[[ Provided data, beginning ]]

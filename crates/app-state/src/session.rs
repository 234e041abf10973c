//! Session state for the phone login flow
//!
//! The session holds the phone number the user logged in with. One
//! [`SessionStore`] is created at the top of the flow; every screen
//! controller that needs the number gets a clone of the handle, so all of
//! them see the same session until logout clears it.

use app_core::phone::digit_count;
use serde::{Deserialize, Serialize};
use std::sync::Arc;
use tokio::sync::watch;

/// The in-memory login session
#[derive(Debug, Clone, Default, PartialEq, Eq, Serialize, Deserialize)]
#[serde(rename_all = "camelCase")]
pub struct Session {
    /// Phone number as displayed when it was submitted; empty when logged out
    pub phone_number: String,
}

impl Session {
    /// Returns true when a phone number is set
    pub fn is_logged_in(&self) -> bool {
        !self.phone_number.is_empty()
    }
}

/// Shared handle to the login session
///
/// Cloning the handle does not copy the session. The watch channel holds
/// the only copy of the value, so readers and subscribers always agree.
///
/// # Example
///
/// ```
/// use app_state::session::SessionStore;
///
/// let store = SessionStore::new();
/// let home = store.clone();
///
/// store.set_phone("0912 345 678");
/// assert_eq!(home.phone_number(), "0912 345 678");
///
/// home.clear();
/// assert!(!store.is_logged_in());
/// ```
#[derive(Debug, Clone)]
pub struct SessionStore {
    session_tx: Arc<watch::Sender<Session>>,
}

impl Default for SessionStore {
    fn default() -> Self {
        Self::new()
    }
}

impl SessionStore {
    /// Creates an empty session
    pub fn new() -> Self {
        let (session_tx, _) = watch::channel(Session::default());
        Self {
            session_tx: Arc::new(session_tx),
        }
    }

    /// Stores the submitted phone number
    pub fn set_phone(&self, value: impl Into<String>) {
        let value = value.into();
        tracing::info!(digits = digit_count(&value), "Session phone number set");
        self.session_tx
            .send_modify(|session| session.phone_number = value);
    }

    /// Clears the session (logout)
    pub fn clear(&self) {
        tracing::info!("Session cleared");
        self.session_tx
            .send_modify(|session| session.phone_number.clear());
    }

    /// Returns the stored phone number, empty when logged out
    pub fn phone_number(&self) -> String {
        self.session_tx.borrow().phone_number.clone()
    }

    /// Returns true when a phone number is stored
    pub fn is_logged_in(&self) -> bool {
        self.session_tx.borrow().is_logged_in()
    }

    /// Returns a copy of the current session
    pub fn snapshot(&self) -> Session {
        self.session_tx.borrow().clone()
    }

    /// Subscribes to session changes
    ///
    /// The receiver always holds the latest session.
    pub fn subscribe(&self) -> watch::Receiver<Session> {
        self.session_tx.subscribe()
    }
}
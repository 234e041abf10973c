//! Supported languages and negotiation

use crate::{I18nError, Result};
use fluent_langneg::{negotiate_languages, NegotiationStrategy};
use serde::{Deserialize, Serialize};
use unic_langid::LanguageIdentifier;

/// Languages with bundled translations
#[derive(Debug, Clone, Copy, PartialEq, Eq, Hash, Serialize, Deserialize, Default)]
#[serde(rename_all = "lowercase")]
pub enum Language {
    /// Vietnamese
    #[default]
    Vi,
    /// English
    En,
}

impl Language {
    /// All bundled languages, default first
    pub fn all() -> [Language; 2] {
        [Language::Vi, Language::En]
    }

    /// BCP 47 tag
    pub fn tag(&self) -> &'static str {
        match self {
            Language::Vi => "vi",
            Language::En => "en",
        }
    }

    /// Parsed language identifier
    pub fn langid(&self) -> LanguageIdentifier {
        // tags above are valid
        self.tag().parse().unwrap_or_default()
    }

    /// Fluent source for this language
    pub(crate) fn source(&self) -> &'static str {
        match self {
            Language::Vi => include_str!("../locales/vi.ftl"),
            Language::En => include_str!("../locales/en.ftl"),
        }
    }

    fn from_langid(langid: &LanguageIdentifier) -> Option<Self> {
        Self::all()
            .into_iter()
            .find(|lang| lang.langid().language == langid.language)
    }

    /// Picks the best bundled language for a requested tag
    ///
    /// An empty tag yields the default language; an unsupported but
    /// well-formed tag falls back to the default as well.
    ///
    /// # Example
    ///
    /// ```
    /// use i18n::lang::Language;
    ///
    /// assert_eq!(Language::negotiate("en-US").unwrap(), Language::En);
    /// assert_eq!(Language::negotiate("fr").unwrap(), Language::Vi);
    /// ```
    pub fn negotiate(requested: &str) -> Result<Self> {
        let requested = requested.trim();
        if requested.is_empty() {
            return Ok(Self::default());
        }

        let requested: LanguageIdentifier = requested
            .parse()
            .map_err(|_| I18nError::InvalidLanguage(requested.to_string()))?;

        let available: Vec<LanguageIdentifier> =
            Self::all().iter().map(Language::langid).collect();
        let default = Self::default().langid();

        let negotiated = negotiate_languages(
            &[requested],
            &available,
            Some(&default),
            NegotiationStrategy::Lookup,
        );

        Ok(negotiated
            .first()
            .and_then(|langid| Self::from_langid(langid))
            .unwrap_or_default())
    }
}

impl std::fmt::Display for Language {
    fn fmt(&self, f: &mut std::fmt::Formatter<'_>) -> std::fmt::Result {
        write!(f, "{}", self.tag())
    }
}
//! Core login logic for the phone login flow
//!
//! This crate contains the phone number formatter and validator
//! together with the flow configuration.

#![warn(missing_docs)]
#![warn(clippy::all)]

pub mod config;
pub mod phone;

pub use config::{ConfigError, LoginConfig};
pub use phone::{FormattedInput, PhoneInputError};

[[ Provided data, end ]]

*Work request*: Check each line of the entries above, and show every one holding the word "info".

*Answer section*:
        tracing::info!(digits = digit_count(&value), "Session phone number set");
        tracing::info!("Session cleared");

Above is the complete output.